[Saved entries]

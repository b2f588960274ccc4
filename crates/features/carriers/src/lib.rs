//! # Carriers
//!
//! Rate collection and dynamic carrier resolution.
//!
//! * **[`Brain`]**: per-family behavior (eligibility, method filtering, point resolution).
//!   [`StaticBrain`] serves families described as data; [`DynamicBrain`] aggregates every
//!   feed-sourced carrier not owned by a static family.
//! * **[`Carrier`]**: one brain plus the [`CarrierConfig`] it built; what hosts address by code.
//! * **[`CarrierFacade`]**: carrier lookup, hybrid views, exclusivity bookkeeping, country
//!   discovery and renaming.
//! * **[`DynamicCarrierDirectory`]**: queries over a [`DynamicCarrierStore`].
//! * **[`PricingService`]**: the pricing collaborator; this crate never computes money.
//!
//! ## Example
//!
//! ```rust
//! use std::sync::Arc;
//! use phub_carriers::{CarrierFacade, FlatPricing, MemoryCarrierStore};
//! use phub_domain::config::{FamilyConfig, ShippingConfig};
//! use phub_domain::method::Method;
//! use phub_domain::rate::RateRequest;
//! use phub_domain::record::DynamicCarrierRecord;
//!
//! # fn main() -> Result<(), phub_carriers::CarrierError> {
//! let store = MemoryCarrierStore::from_records([DynamicCarrierRecord::new(
//!     5,
//!     "DE",
//!     Method::DirectAddressDelivery,
//!     "DHL",
//! )]);
//!
//! let facade = CarrierFacade::builder(Arc::new(FlatPricing::new(4.5)))
//!     .static_family(&FamilyConfig::packetery())
//!     .dynamic_family("PacketeryPacketaDynamic", Arc::new(store))
//!     .build(&ShippingConfig::default())?;
//!
//! let outcome = facade
//!     .carrier("packeteryPacketaDynamic")?
//!     .collect_rates(&RateRequest::new("DE", 2.0))?;
//! assert_eq!(outcome.rates().map(|r| r.len()), Some(1));
//! # Ok(())
//! # }
//! ```

mod brain;
mod carrier;
mod config;
mod directory;
mod error;
mod facade;
mod hybrid;
mod method_select;
mod pricing;

pub use brain::{Brain, DestinationTable, DynamicBrain, StaticBrain, carrier_code_for};
pub use carrier::Carrier;
pub use config::{CarrierConfig, DynamicConfig};
pub use directory::{
    CarrierQuery, DirectoryError, DirectoryErrorExt, DynamicCarrierDirectory, DynamicCarrierStore,
    MemoryCarrierStore,
};
pub use error::{CarrierError, CarrierErrorExt};
pub use facade::{CarrierFacade, CarrierFacadeBuilder};
pub use hybrid::HybridCarrier;
pub use method_select::MethodSelect;
pub use pricing::{FlatPricing, MethodLabels, PricingError, PricingErrorExt, PricingService};
use crate::method::Method;
use serde::{Deserialize, Serialize};

/// One feed-sourced carrier instance.
///
/// Records are written by the feed import and only read (or renamed) here.
/// A record offers exactly one [`Method`] in exactly one country.
#[derive(Debug, Clone, PartialEq, Eq, Serialize, Deserialize)]
#[serde(rename_all = "camelCase")]
pub struct DynamicCarrierRecord {
    /// Stable primary key; doubles as the destination point id.
    pub id: i64,
    /// ISO 3166-1 alpha-2 country code.
    pub country: String,
    pub method: Method,
    pub carrier_name: String,
    /// Soft-delete flag set by the feed import.
    #[serde(default)]
    pub deleted: bool,
}

impl DynamicCarrierRecord {
    pub fn new(
        id: i64,
        country: impl Into<String>,
        method: Method,
        carrier_name: impl Into<String>,
    ) -> Self {
        Self {
            id,
            country: country.into(),
            method,
            carrier_name: carrier_name.into(),
            deleted: false,
        }
    }

    #[must_use]
    pub fn with_deleted(mut self, deleted: bool) -> Self {
        self.deleted = deleted;
        self
    }
}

▶ [TASK TO CARRY OUT]
Every record above must be printed again exactly as it stands.

▶ [TASK RESPONSE]
repository b2f588960274ccc4
filename crates/features/carriers/src/lib.rs
//! # Carriers
//!
//! Rate collection and dynamic carrier resolution.
//!
//! * **[`Brain`]**: per-family behavior (eligibility, method filtering, point resolution).
//!   [`StaticBrain`] serves families described as data; [`DynamicBrain`] aggregates every
//!   feed-sourced carrier not owned by a static family.
//! * **[`Carrier`]**: one brain plus the [`CarrierConfig`] it built; what hosts address by code.
//! * **[`CarrierFacade`]**: carrier lookup, hybrid views, exclusivity bookkeeping, country
//!   discovery and renaming.
//! * **[`DynamicCarrierDirectory`]**: queries over a [`DynamicCarrierStore`].
//! * **[`PricingService`]**: the pricing collaborator; this crate never computes money.
//!
//! ## Example
//!
//! ```rust
//! use std::sync::Arc;
//! use phub_carriers::{CarrierFacade, FlatPricing, MemoryCarrierStore};
//! use phub_domain::config::{FamilyConfig, ShippingConfig};
//! use phub_domain::method::Method;
//! use phub_domain::rate::RateRequest;
//! use phub_domain::record::DynamicCarrierRecord;
//!
//! # fn main() -> Result<(), phub_carriers::CarrierError> {
//! let store = MemoryCarrierStore::from_records([DynamicCarrierRecord::new(
//!     5,
//!     "DE",
//!     Method::DirectAddressDelivery,
//!     "DHL",
//! )]);
//!
//! let facade = CarrierFacade::builder(Arc::new(FlatPricing::new(4.5)))
//!     .static_family(&FamilyConfig::packetery())
//!     .dynamic_family("PacketeryPacketaDynamic", Arc::new(store))
//!     .build(&ShippingConfig::default())?;
//!
//! let outcome = facade
//!     .carrier("packeteryPacketaDynamic")?
//!     .collect_rates(&RateRequest::new("DE", 2.0))?;
//! assert_eq!(outcome.rates().map(|r| r.len()), Some(1));
//! # Ok(())
//! # }
//! ```

mod brain;
mod carrier;
mod config;
mod directory;
mod error;
mod facade;
mod hybrid;
mod method_select;
mod pricing;

pub use brain::{Brain, DestinationTable, DynamicBrain, StaticBrain, carrier_code_for};
pub use carrier::Carrier;
pub use config::{CarrierConfig, DynamicConfig};
pub use directory::{
    CarrierQuery, DirectoryError, DirectoryErrorExt, DynamicCarrierDirectory, DynamicCarrierStore,
    MemoryCarrierStore,
};
pub use error::{CarrierError, CarrierErrorExt};
pub use facade::{CarrierFacade, CarrierFacadeBuilder};
pub use hybrid::HybridCarrier;
pub use method_select::MethodSelect;
pub use pricing::{FlatPricing, MethodLabels, PricingError, PricingErrorExt, PricingService};
use crate::method::Method;
use serde::{Deserialize, Serialize};

/// One feed-sourced carrier instance.
///
/// Records are written by the feed import and only read (or renamed) here.
/// A record offers exactly one [`Method`] in exactly one country.
#[derive(Debug, Clone, PartialEq, Eq, Serialize, Deserialize)]
#[serde(rename_all = "camelCase")]
pub struct DynamicCarrierRecord {
    /// Stable primary key; doubles as the destination point id.
    pub id: i64,
    /// ISO 3166-1 alpha-2 country code.
    pub country: String,
    pub method: Method,
    pub carrier_name: String,
    /// Soft-delete flag set by the feed import.
    #[serde(default)]
    pub deleted: bool,
}

impl DynamicCarrierRecord {
    pub fn new(
        id: i64,
        country: impl Into<String>,
        method: Method,
        carrier_name: impl Into<String>,
    ) -> Self {
        Self {
            id,
            country: country.into(),
            method,
            carrier_name: carrier_name.into(),
            deleted: false,
        }
    }

    #[must_use]
    pub fn with_deleted(mut self, deleted: bool) -> Self {
        self.deleted = deleted;
        self
    }
}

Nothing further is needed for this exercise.